His grandfather, Louis XV ("Apres moi le deluge."), was a ladies man
(his official mistress was Madame du Barry), was enchanted by the adorable Marie
Antoinette, and insisted on an heir. Why didn't he just pay Marie Antoinette a
night visit? After finally consummating the marriage and producing a daughter
and then an heir, Marie Antoinette's husband encouraged her life-long relationship
with Fersen (just like Prince Charles was rumored to have done!)
I
do not agree with Coppola's rendering of Marie Antoinette as a confused pre-teen
thrust into the life of a Queen-to-Be in a foreign land. She was the youngest
daughter of sixteen children born to Francis Stephen I and Maria Theresa, Emperor
and Empress of the Holy Roman Empire. She knew all about royal courts and arranged
political marriages. Her siblings were married to foreign royals. Maria Theresa
was a brilliant strategist who shipped off all her daughters.
Marie
Antoinette was brought up believing her destiny was to become queen of France.
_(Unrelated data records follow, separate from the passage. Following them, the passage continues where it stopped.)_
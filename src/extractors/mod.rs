pub mod date;
pub mod drive_id;
pub mod sentiment;

pub use date::{format_timestamp, normalize_date, normalize_date_at, NormalizedDate};
pub use drive_id::{extract_all_drive_ids, extract_drive_id};
pub use sentiment::SentimentClassifier;
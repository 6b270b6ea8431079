use crate::model::{CampaignResponse, Sentiment};
use crate::row_mapper::MappedRow;
use anyhow::{Context, Result};
use chrono::NaiveDate;
use csv::Writer;
use log::debug;
use std::cmp::Ordering;
use std::io::Write;

const DIGEST_LIMIT: usize = 20_000;
const DIGEST_TRUNCATION_SUFFIX: &str = "...(truncated)";

pub struct DatasetAssembler;

impl DatasetAssembler {
    /// Drop rows with no name, location or message and order the rest most
    /// recent first. Rows whose date fell back to "now" go last, in sheet
    /// order.
    pub fn assemble(rows: Vec<MappedRow>) -> Vec<CampaignResponse> {
        let mut kept: Vec<MappedRow> = rows
            .into_iter()
            .filter(|row| {
                if !row.has_content {
                    debug!("Dropping row {}: no name, location or message", row.index);
                }
                row.has_content
            })
            .collect();

        kept.sort_by(|a, b| {
            compare_recent_first(&a.response, &b.response).then(a.index.cmp(&b.index))
        });

        kept.into_iter().map(|row| row.response).collect()
    }
}

fn compare_recent_first(a: &CampaignResponse, b: &CampaignResponse) -> Ordering {
    match (a.date_parsed, b.date_parsed) {
        (true, true) => b.timestamp.cmp(&a.timestamp),
        (true, false) => Ordering::Less,
        (false, true) => Ordering::Greater,
        (false, false) => Ordering::Equal,
    }
}

/// Client-side view filter. Every criterion left unset matches everything.
#[derive(Debug, Clone, Default, PartialEq, Eq)]
pub struct FilterState {
    /// Inclusive, compared against the UTC date of `timestamp`.
    pub start_date: Option<NaiveDate>,
    pub end_date: Option<NaiveDate>,
    /// Case-insensitive substring of name, message or location.
    pub search_query: String,
    pub has_media: bool,
}

impl FilterState {
    pub fn matches(&self, response: &CampaignResponse) -> bool {
        let day = response.timestamp.date_naive();
        if self.start_date.is_some_and(|start| day < start) {
            return false;
        }
        if self.end_date.is_some_and(|end| day > end) {
            return false;
        }

        let query = self.search_query.trim().to_lowercase();
        if !query.is_empty() {
            let found = [&response.name, &response.message, &response.location]
                .iter()
                .any(|field| field.to_lowercase().contains(&query));
            if !found {
                return false;
            }
        }

        !self.has_media || response.has_media()
    }

    pub fn apply<'a>(&self, responses: &'a [CampaignResponse]) -> Vec<&'a CampaignResponse> {
        responses.iter().filter(|r| self.matches(r)).collect()
    }
}

#[derive(Debug, Default, Clone, PartialEq, Eq)]
pub struct DatasetSummary {
    pub total: usize,
    pub positive: usize,
    pub neutral: usize,
    pub negative: usize,
    pub photos: usize,
    pub videos: usize,
    pub with_media: usize,
    pub undated: usize,
}

impl DatasetSummary {
    pub fn from_responses<'a, I>(responses: I) -> Self
    where
        I: IntoIterator<Item = &'a CampaignResponse>,
    {
        let mut summary = Self::default();
        for response in responses {
            summary.total += 1;
            match response.sentiment {
                Sentiment::Positive => summary.positive += 1,
                Sentiment::Neutral => summary.neutral += 1,
                Sentiment::Negative => summary.negative += 1,
            }
            summary.photos += response.photo_urls.len();
            summary.videos += response.video_urls.len();
            if response.has_media() {
                summary.with_media += 1;
            }
            if !response.date_parsed {
                summary.undated += 1;
            }
        }
        summary
    }
}

pub fn write_json<W: Write>(writer: W, responses: &[&CampaignResponse]) -> Result<()> {
    let mut writer = writer;
    serde_json::to_writer_pretty(&mut writer, responses)
        .context("Failed to serialize responses as JSON")?;
    writeln!(writer)?;
    Ok(())
}

/// Flat table, one record per line. Media cells use `|` between URLs.
pub fn write_csv<W: Write>(writer: W, responses: &[&CampaignResponse]) -> Result<()> {
    let mut writer = Writer::from_writer(writer);

    writer.write_record([
        "Date",
        "Campaign Incharge",
        "Place",
        "Staff",
        "Pamphlets",
        "Remark",
        "Sentiment",
        "Photos",
        "Videos",
    ])?;

    for response in responses {
        let photos = response.photo_urls.join("|");
        let videos = response.video_urls.join("|");
        writer.write_record([
            response.date_of_drive.as_str(),
            response.name.as_str(),
            response.location.as_str(),
            response.staff_involved.as_str(),
            response.pamphlets_used.as_str(),
            response.message.as_str(),
            response.sentiment.as_str(),
            photos.as_str(),
            videos.as_str(),
        ])?;
    }

    writer.flush().context("Failed to write CSV output")?;
    Ok(())
}

/// Text block for a summarization prompt: one `- <day>: <message> (<sentiment>)`
/// line per response, cut at 20 000 characters.
pub fn analysis_digest(responses: &[&CampaignResponse]) -> String {
    let digest = responses
        .iter()
        .map(|r| {
            format!(
                "- {}: {} ({})",
                r.timestamp.format("%Y-%m-%d"),
                r.message,
                r.sentiment
            )
        })
        .collect::<Vec<_>>()
        .join("\n");

    match digest.char_indices().nth(DIGEST_LIMIT) {
        Some((cut, _)) => format!("{}{}", &digest[..cut], DIGEST_TRUNCATION_SUFFIX),
        None => digest,
    }
}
Upon her father's death, her oldest brother was crowned Emperor Joseph of Austria!
By marrying the future King of France, she could have become a powerful figure
in Europe following the example of her mother. Marie Antoinette was not misunderstood.
She was selfish. She bankrupted the French psyche (and treasury) with her extravagance.
Frankly,
unlike the revisionists, I prefer Evil Marie.
Now,
on to the movie. Dunst as the 14-year old Marie Antoinette? What, French actress
Ludivine Sagnier ("The Swimming Pool") was too busy? Vincent Cassel
wanted too much money? 12-year old Dakota Fanning couldn't play "older"?
If
Marie Antoinette never said, "If they have no bread, then let them eat cake!"
("Qu'ils mangent de la brioche."), who was the genius who did?
While
the film is gorgeous and the production glorious, Coppola has only produced a
lovely portrait filled with vulgar decadence. What actress would play the self-centered,
narcissist last Queen of France?
The
only reason Coppola ended the film without Marie Antoinette's beheading is the
audience would have cheered.
Writer-director
Sofia Coppola sees her Marie Antoinette (Kirsten Dunst) as an innocent victim
of birth. She's a kid in a very grown-up world! Marie Antoinette married at 14
to Louis, the Dauphin (Jason Schwartzman) - quite realistic in a time when people
did not live long and childbirth was dangerous. Better to be young, its less risky.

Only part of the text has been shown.